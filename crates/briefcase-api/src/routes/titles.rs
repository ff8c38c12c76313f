use axum::{extract::State, Json};
use serde::{Deserialize, Serialize};
use std::sync::Arc;
use utoipa::ToSchema;

use crate::{
    error::{ApiError, ApiResult},
    handlers::completion::complete,
    prompts::{clean_title, title_request},
    state::AppState,
};

#[derive(Debug, Deserialize, ToSchema)]
#[serde(rename_all = "camelCase")]
pub struct TitleRequest {
    pub user_message: String,
    #[serde(default)]
    pub assistant_message: String,
}

#[derive(Debug, Serialize, ToSchema)]
pub struct TitleResponse {
    pub title: String,
}

/// Name a conversation from its first exchange
#[utoipa::path(
    post,
    path = "/api/generate-title",
    request_body = TitleRequest,
    responses(
        (status = 200, description = "Generated title", body = TitleResponse),
        (status = 400, description = "Empty user message")
    ),
    tag = "conversations"
)]
pub async fn generate_title(
    State(state): State<Arc<AppState>>,
    Json(req): Json<TitleRequest>,
) -> ApiResult<Json<TitleResponse>> {
    if req.user_message.trim().is_empty() {
        return Err(ApiError::Validation("userMessage must not be empty".to_string()));
    }

    let options = state.chat_options(None).max_tokens(20);
    let response = complete(
        &state,
        "title",
        title_request(&req.user_message, &req.assistant_message),
        options,
    )
    .await?;

    Ok(Json(TitleResponse {
        title: clean_title(response.content.as_deref().unwrap_or_default()),
    }))
}
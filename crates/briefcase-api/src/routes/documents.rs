use axum::{extract::Multipart, Json};

use briefcase_documents::{detect_mime, extract_text};
use briefcase_types::Document;
use serde::Deserialize;
use utoipa::ToSchema;

use crate::error::{ApiError, ApiResult};

/// Multipart form accepted by the upload route (documentation only)
#[allow(dead_code)]
#[derive(Deserialize, ToSchema)]
#[serde(rename_all = "camelCase")]
pub struct DocumentUpload {
    #[schema(value_type = String, format = Binary)]
    file: Vec<u8>,
    conversation_id: Option<String>,
}

struct Upload {
    file_name: String,
    declared_type: Option<String>,
    bytes: Vec<u8>,
}

/// Extract the text of an uploaded PDF, Word or plain-text file
///
/// Multipart fields: `file` (required), `conversationId` (optional).
#[utoipa::path(
    post,
    path = "/api/documents",
    request_body(content = DocumentUpload, content_type = "multipart/form-data"),
    responses(
        (status = 200, description = "Extracted document"),
        (status = 400, description = "Missing file or unreadable document"),
        (status = 415, description = "Unsupported file type")
    ),
    tag = "documents"
)]
pub async fn upload_document(mut multipart: Multipart) -> ApiResult<Json<Document>> {
    let mut upload = None;
    let mut conversation_id = None;

    while let Some(field) = multipart
        .next_field()
        .await
        .map_err(|e| ApiError::Validation(e.body_text()))?
    {
        match field.name() {
            Some("file") => {
                let file_name = field.file_name().unwrap_or("document").to_string();
                let declared_type = field.content_type().map(str::to_string);
                let bytes = field
                    .bytes()
                    .await
                    .map_err(|e| ApiError::Validation(e.body_text()))?;
                upload = Some(Upload {
                    file_name,
                    declared_type,
                    bytes: bytes.to_vec(),
                });
            }
            Some("conversationId") => {
                let value = field
                    .text()
                    .await
                    .map_err(|e| ApiError::Validation(e.body_text()))?;
                conversation_id = Some(value).filter(|v| !v.trim().is_empty());
            }
            _ => {}
        }
    }

    let upload = upload.ok_or_else(|| ApiError::Validation("missing file field".to_string()))?;
    let mime_type = detect_mime(&upload.file_name, upload.declared_type.as_deref());
    let size = upload.bytes.len() as u64;

    tracing::info!(file = %upload.file_name, mime = %mime_type, size, "Extracting uploaded document");

    let extract_mime = mime_type.clone();
    let content = tokio::task::spawn_blocking(move || extract_text(&upload.bytes, &extract_mime))
        .await
        .map_err(|e| {
            tracing::error!("Extraction task failed: {}", e);
            ApiError::Internal
        })??;

    Ok(Json(Document::new(
        upload.file_name,
        mime_type,
        size,
        content,
        conversation_id,
    )))
}
use async_trait::async_trait;
use briefcase_types::Conversation;
use std::collections::HashMap;
use std::path::{Path, PathBuf};
use std::sync::RwLock;

use crate::error::{Result, StoreError};

/// Save/load/delete contract for conversation transcripts.
///
/// The UI talks to this trait only, so a local-only store and a
/// server-backed one are interchangeable.
#[async_trait]
pub trait ConversationStore: Send + Sync {
    /// Insert or replace by id
    async fn save(&self, conversation: &Conversation) -> Result<()>;

    async fn load(&self, id: &str) -> Result<Option<Conversation>>;

    /// Deleting a missing id is an error
    async fn delete(&self, id: &str) -> Result<()>;

    async fn list(&self) -> Result<Vec<Conversation>>;
}

/// Local-only store; contents vanish with the process
#[derive(Debug, Default)]
pub struct MemoryConversationStore {
    conversations: RwLock<HashMap<String, Conversation>>,
}

impl MemoryConversationStore {
    pub fn new() -> Self {
        Self::default()
    }
}

fn poisoned() -> StoreError {
    StoreError::Internal("store lock poisoned".to_string())
}

#[async_trait]
impl ConversationStore for MemoryConversationStore {
    async fn save(&self, conversation: &Conversation) -> Result<()> {
        let mut map = self.conversations.write().map_err(|_| poisoned())?;
        map.insert(conversation.id.clone(), conversation.clone());
        Ok(())
    }

    async fn load(&self, id: &str) -> Result<Option<Conversation>> {
        let map = self.conversations.read().map_err(|_| poisoned())?;
        Ok(map.get(id).cloned())
    }

    async fn delete(&self, id: &str) -> Result<()> {
        let mut map = self.conversations.write().map_err(|_| poisoned())?;
        map.remove(id)
            .map(|_| ())
            .ok_or_else(|| StoreError::ConversationNotFound(id.to_string()))
    }

    async fn list(&self) -> Result<Vec<Conversation>> {
        let map = self.conversations.read().map_err(|_| poisoned())?;
        Ok(map.values().cloned().collect())
    }
}

/// One `<id>.json` file per conversation under a directory
#[derive(Debug, Clone)]
pub struct JsonFileConversationStore {
    root: PathBuf,
}

impl JsonFileConversationStore {
    /// Creates the directory if needed
    pub async fn open(root: impl AsRef<Path>) -> Result<Self> {
        let root = root.as_ref().to_path_buf();
        tokio::fs::create_dir_all(&root).await?;
        tracing::info!(path = %root.display(), "Opened conversation store");
        Ok(Self { root })
    }

    fn path_for(&self, id: &str) -> Result<PathBuf> {
        let valid = !id.is_empty()
            && id
                .chars()
                .all(|c| c.is_ascii_alphanumeric() || c == '-' || c == '_');
        if !valid {
            return Err(StoreError::InvalidId(id.to_string()));
        }
        Ok(self.root.join(format!("{}.json", id)))
    }
}

#[async_trait]
impl ConversationStore for JsonFileConversationStore {
    async fn save(&self, conversation: &Conversation) -> Result<()> {
        let path = self.path_for(&conversation.id)?;
        let bytes = serde_json::to_vec_pretty(conversation)?;

        // Readers never observe a partially written file; each save owns its temp file
        let tmp = path.with_extension(format!("{}.tmp", uuid::Uuid::new_v4().simple()));
        tokio::fs::write(&tmp, bytes).await?;
        tokio::fs::rename(&tmp, &path).await?;
        Ok(())
    }

    async fn load(&self, id: &str) -> Result<Option<Conversation>> {
        let path = self.path_for(id)?;
        match tokio::fs::read(&path).await {
            Ok(bytes) => Ok(Some(serde_json::from_slice(&bytes)?)),
            Err(e) if e.kind() == std::io::ErrorKind::NotFound => Ok(None),
            Err(e) => Err(e.into()),
        }
    }

    async fn delete(&self, id: &str) -> Result<()> {
        let path = self.path_for(id)?;
        match tokio::fs::remove_file(&path).await {
            Ok(()) => Ok(()),
            Err(e) if e.kind() == std::io::ErrorKind::NotFound => {
                Err(StoreError::ConversationNotFound(id.to_string()))
            }
            Err(e) => Err(e.into()),
        }
    }

    async fn list(&self) -> Result<Vec<Conversation>> {
        let mut conversations = Vec::new();
        let mut dir = tokio::fs::read_dir(&self.root).await?;

        while let Some(entry) = dir.next_entry().await? {
            let path = entry.path();
            if path.extension().and_then(|e| e.to_str()) != Some("json") {
                continue;
            }
            let bytes = tokio::fs::read(&path).await?;
            match serde_json::from_slice::<Conversation>(&bytes) {
                Ok(conv) => conversations.push(conv),
                Err(e) => {
                    tracing::warn!(path = %path.display(), "Skipping unreadable conversation file: {}", e);
                }
            }
        }

        Ok(conversations)
    }
}
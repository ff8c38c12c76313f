use serde::{Deserialize, Serialize};

/// Message content as sent to the provider
#[derive(Debug, Clone, PartialEq, Serialize, Deserialize)]
#[serde(untagged)]
pub enum Content {
    Text(String),
    Parts(Vec<ContentPart>),
}

#[derive(Debug, Clone, PartialEq, Serialize, Deserialize)]
#[serde(tag = "type", rename_all = "snake_case")]
pub enum ContentPart {
    Text {
        text: String,
    },
}

impl Content {
    pub fn text(s: impl Into<String>) -> Self {
        Self::Text(s.into())
    }

    /// Flatten to plain text, joining text parts with newlines
    pub fn to_plain_text(&self) -> String {
        match self {
            Self::Text(s) => s.clone(),
            Self::Parts(parts) => parts
                .iter()
                .map(|ContentPart::Text { text }| text.as_str())
                .collect::<Vec<_>>()
                .join("\n"),
        }
    }

    pub fn is_empty(&self) -> bool {
        match self {
            Self::Text(s) => s.is_empty(),
            Self::Parts(parts) => parts.iter().all(|ContentPart::Text { text }| text.is_empty()),
        }
    }
}

impl From<String> for Content {
    fn from(s: String) -> Self {
        Self::Text(s)
    }
}

impl From<&str> for Content {
    fn from(s: &str) -> Self {
        Self::Text(s.to_string())
    }
}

Problem statement:
Pull out every line of the entries that includes the word "crates".

Result:
filename crates/briefcase-api/src/routes/titles.rs
filename crates/briefcase-api/src/routes/documents.rs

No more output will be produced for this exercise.